Hitchcock famously said that it takes three things to make a great film: a great script, a great script and a great script. Other directors would no doubt champion mise-en-scene, or the ‘look’ of the film.
‘12 Angry Men’ has a good script. Not a great one, but a good one. The main … I won’t say ‘problem’, that would be unfair. The main niggle with Reginald Rose’s script is how laboured it becomes as Henry Fonda’s Everyman lights upon one inconsistency in the prosecution’s case after another. In the last 20 minutes or so, the script lurches towards contrivance with an overcooked bit of business about whether a key witness might have been wearing glasses or not. (Thinking back, I’m tempted to wonder if a crucial moment in ‘My Cousin Vinny’, which hinges on a similar premise, isn’t a very sneaky send-up.)
‘12 Angry Men’ doesn’t have any particularly ‘look’ to it either, other than Boris Kaufman’s sharp, realistic black and white cinematography. Apart from brief scenes at the beginning and end – one in court, the other on the courthouse steps – the whole 90-minutes play out in a cramped jury room. Nor is there mise-en-scene (oops, I’m using pretentious-speak; what I mean is ‘set-pieces’), unless you count someone jumping up from their chair, shouting a lot and brandishing a big pointing finger.
What makes ‘12 Angry Men’ a great film – riveting, tense and deserving of its status as an evergreen classic – is the acting. Every single role is perfectly cast (Fonda’s top-billing and producer credit notwithstanding, this is a 12-man ensemble piece).
Fonda’s man-of-integrity image arguably achieves its apogee here. He’s calm, dignified; but resolute. He doesn’t care whether the other jurors like him or not – several repeatedly try to browbeat him – and he doesn’t care how long the deliberations take or that the city is sweltering in a heatwave and the jury room fan is broken. He “just wants to talk” – mainly about whether an 18 year old will go to the chair or not as a result of their verdict – while the others want to hand down a guilty verdict and go home.
But Fonda’s performance, as with any actor’s in a chamber piece, is dependent upon the ensemble as a whole. Here we have Martin Balsom as the much put-upon jury foreman, Jack Klugman as a man whose wrong-side-of-the-tracks background gives him an empathy with the accused, Eg Begley as an obstreperous ‘hard justice’ type and – Fonda’s most vocal antagonist of all – Lee J Cobb, who tears up the screen in his portrayal of a father whose issues with his own son are alarmingly transferred to the youth in the dock.

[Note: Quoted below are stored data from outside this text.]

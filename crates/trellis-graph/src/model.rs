//! Graph data types: ids, nodes, edges, and whole-graph snapshots.

use std::fmt;

/// Identifier of a node, unique within one graph generation.
#[derive(Debug, Clone, PartialEq, Eq, Hash, PartialOrd, Ord)]
#[cfg_attr(feature = "serde", derive(serde::Serialize, serde::Deserialize))]
#[cfg_attr(feature = "serde", serde(transparent))]
pub struct NodeId(pub String);

/// Identifier of an edge, unique within one graph generation.
#[derive(Debug, Clone, PartialEq, Eq, Hash, PartialOrd, Ord)]
#[cfg_attr(feature = "serde", derive(serde::Serialize, serde::Deserialize))]
#[cfg_attr(feature = "serde", serde(transparent))]
pub struct EdgeId(pub String);

impl NodeId {
    /// View the id as a string slice.
    pub fn as_str(&self) -> &str {
        &self.0
    }
}

impl EdgeId {
    /// View the id as a string slice.
    pub fn as_str(&self) -> &str {
        &self.0
    }
}

impl From<&str> for NodeId {
    fn from(id: &str) -> Self {
        Self(id.to_string())
    }
}

impl From<String> for NodeId {
    fn from(id: String) -> Self {
        Self(id)
    }
}

impl From<&str> for EdgeId {
    fn from(id: &str) -> Self {
        Self(id.to_string())
    }
}

impl From<String> for EdgeId {
    fn from(id: String) -> Self {
        Self(id)
    }
}

impl fmt::Display for NodeId {
    fn fmt(&self, f: &mut fmt::Formatter<'_>) -> fmt::Result {
        f.write_str(&self.0)
    }
}

impl fmt::Display for EdgeId {
    fn fmt(&self, f: &mut fmt::Formatter<'_>) -> fmt::Result {
        f.write_str(&self.0)
    }
}

/// A single reasoning step in the mind map.
///
/// `content` is opaque text and may contain markup; the engine never
/// interprets it. `kind` is an open tag (`"premise"`, `"step"`,
/// `"conclusion"`, ...) that renderers map to visual treatments.
#[derive(Debug, Clone, PartialEq, Eq)]
#[cfg_attr(feature = "serde", derive(serde::Serialize, serde::Deserialize))]
pub struct Node {
    pub id: NodeId,
    pub content: String,
    pub kind: String,
}

impl Node {
    /// Create a node.
    pub fn new(id: impl Into<NodeId>, content: impl Into<String>, kind: impl Into<String>) -> Self {
        Self {
            id: id.into(),
            content: content.into(),
            kind: kind.into(),
        }
    }
}

/// A directed, labeled edge between two nodes of the same graph.
#[derive(Debug, Clone, PartialEq, Eq)]
#[cfg_attr(feature = "serde", derive(serde::Serialize, serde::Deserialize))]
pub struct Edge {
    pub id: EdgeId,
    pub source: NodeId,
    pub target: NodeId,
    pub label: String,
}

impl Edge {
    /// Create an edge from `source` to `target`.
    pub fn new(
        id: impl Into<EdgeId>,
        source: impl Into<NodeId>,
        target: impl Into<NodeId>,
        label: impl Into<String>,
    ) -> Self {
        Self {
            id: id.into(),
            source: source.into(),
            target: target.into(),
            label: label.into(),
        }
    }
}

/// A complete directed graph snapshot.
///
/// Node and edge order is preserved as delivered; the layout engine uses
/// it as the deterministic tie-break, so two deliveries of the same
/// payload lay out identically.
#[derive(Debug, Clone, Default, PartialEq, Eq)]
#[cfg_attr(feature = "serde", derive(serde::Serialize, serde::Deserialize))]
pub struct Graph {
    pub nodes: Vec<Node>,
    pub edges: Vec<Edge>,
}

impl Graph {
    /// Create an empty graph.
    pub fn new() -> Self {
        Self::default()
    }

    /// Append a node, builder style.
    pub fn with_node(mut self, node: Node) -> Self {
        self.nodes.push(node);
        self
    }

    /// Append an edge, builder style.
    pub fn with_edge(mut self, edge: Edge) -> Self {
        self.edges.push(edge);
        self
    }

    /// Number of nodes.
    pub fn node_count(&self) -> usize {
        self.nodes.len()
    }

    /// Number of edges.
    pub fn edge_count(&self) -> usize {
        self.edges.len()
    }

    /// True when the graph has no nodes (and therefore no valid edges).
    pub fn is_empty(&self) -> bool {
        self.nodes.is_empty()
    }

    /// Look up a node by id.
    pub fn node(&self, id: &NodeId) -> Option<&Node> {
        self.nodes.iter().find(|node| &node.id == id)
    }

    /// True when a node with this id exists.
    pub fn contains_node(&self, id: &NodeId) -> bool {
        self.node(id).is_some()
    }

    /// Iterate node ids in delivery order.
    pub fn node_ids(&self) -> impl Iterator<Item = &NodeId> {
        self.nodes.iter().map(|node| &node.id)
    }

    /// True when both graphs have the same node-id set and edge-id set.
    ///
    /// Content and labels are ignored: equal topology means a relayout
    /// would reproduce the same positions, so callers may keep them.
    pub fn same_topology(&self, other: &Graph) -> bool {
        fn sorted<T: Ord>(items: impl Iterator<Item = T>) -> Vec<T> {
            let mut v: Vec<T> = items.collect();
            v.sort();
            v
        }

        sorted(self.nodes.iter().map(|n| &n.id)) == sorted(other.nodes.iter().map(|n| &n.id))
            && sorted(self.edges.iter().map(|e| &e.id))
                == sorted(other.edges.iter().map(|e| &e.id))
    }
}

#[cfg(test)]
mod tests {
    use super::*;

    #[test]
    fn node_lookup() {
        let graph = Graph::new()
            .with_node(Node::new("a", "first", "step"))
            .with_node(Node::new("b", "second", "step"));

        assert_eq!(graph.node(&"a".into()).map(|n| n.content.as_str()), Some("first"));
        assert!(graph.node(&"missing".into()).is_none());
    }

    #[test]
    fn ids_display_as_their_string() {
        assert_eq!(NodeId::from("n1").to_string(), "n1");
        assert_eq!(EdgeId::from("e1").to_string(), "e1");
    }

    #[test]
    fn same_topology_ignores_content() {
        let a = Graph::new()
            .with_node(Node::new("x", "old text", "step"))
            .with_node(Node::new("y", "", "step"))
            .with_edge(Edge::new("e", "x", "y", ""));
        let b = Graph::new()
            .with_node(Node::new("y", "", "conclusion"))
            .with_node(Node::new("x", "new text", "step"))
            .with_edge(Edge::new("e", "x", "y", "relabeled"));

        assert!(a.same_topology(&b));
    }

    #[test]
    fn same_topology_detects_changes() {
        let a = Graph::new().with_node(Node::new("x", "", "step"));
        let b = Graph::new().with_node(Node::new("y", "", "step"));
        let c = a.clone().with_edge(Edge::new("e", "x", "x", ""));

        assert!(!a.same_topology(&b));
        assert!(!a.same_topology(&c));
    }
}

Begley and Cobb get the show-stopping roles, personifying the uglier aspects of human nature just as Fonda epitomises the good, and they deliver the goods and then some! But kudos to the other performers – John Fiedler, E.G. Marshall (watch his face the moment he realises the youth might be innocent: it’s a brilliantly controlled piece of acting), Ed Binns, Jack Warden, Joseph Sweeney, George Voskovec and Robert Webber. Everyone nails their part precisely, and everyone has their moment.
There may be nothing overt about Sidney Lumet’s direction – nothing that shows the director’s hand – but the sheer quality of performance he draws from his actors, the accomplishment of taking the stagiest of material and making it gripping, are the highest testament to his skills as a film-maker.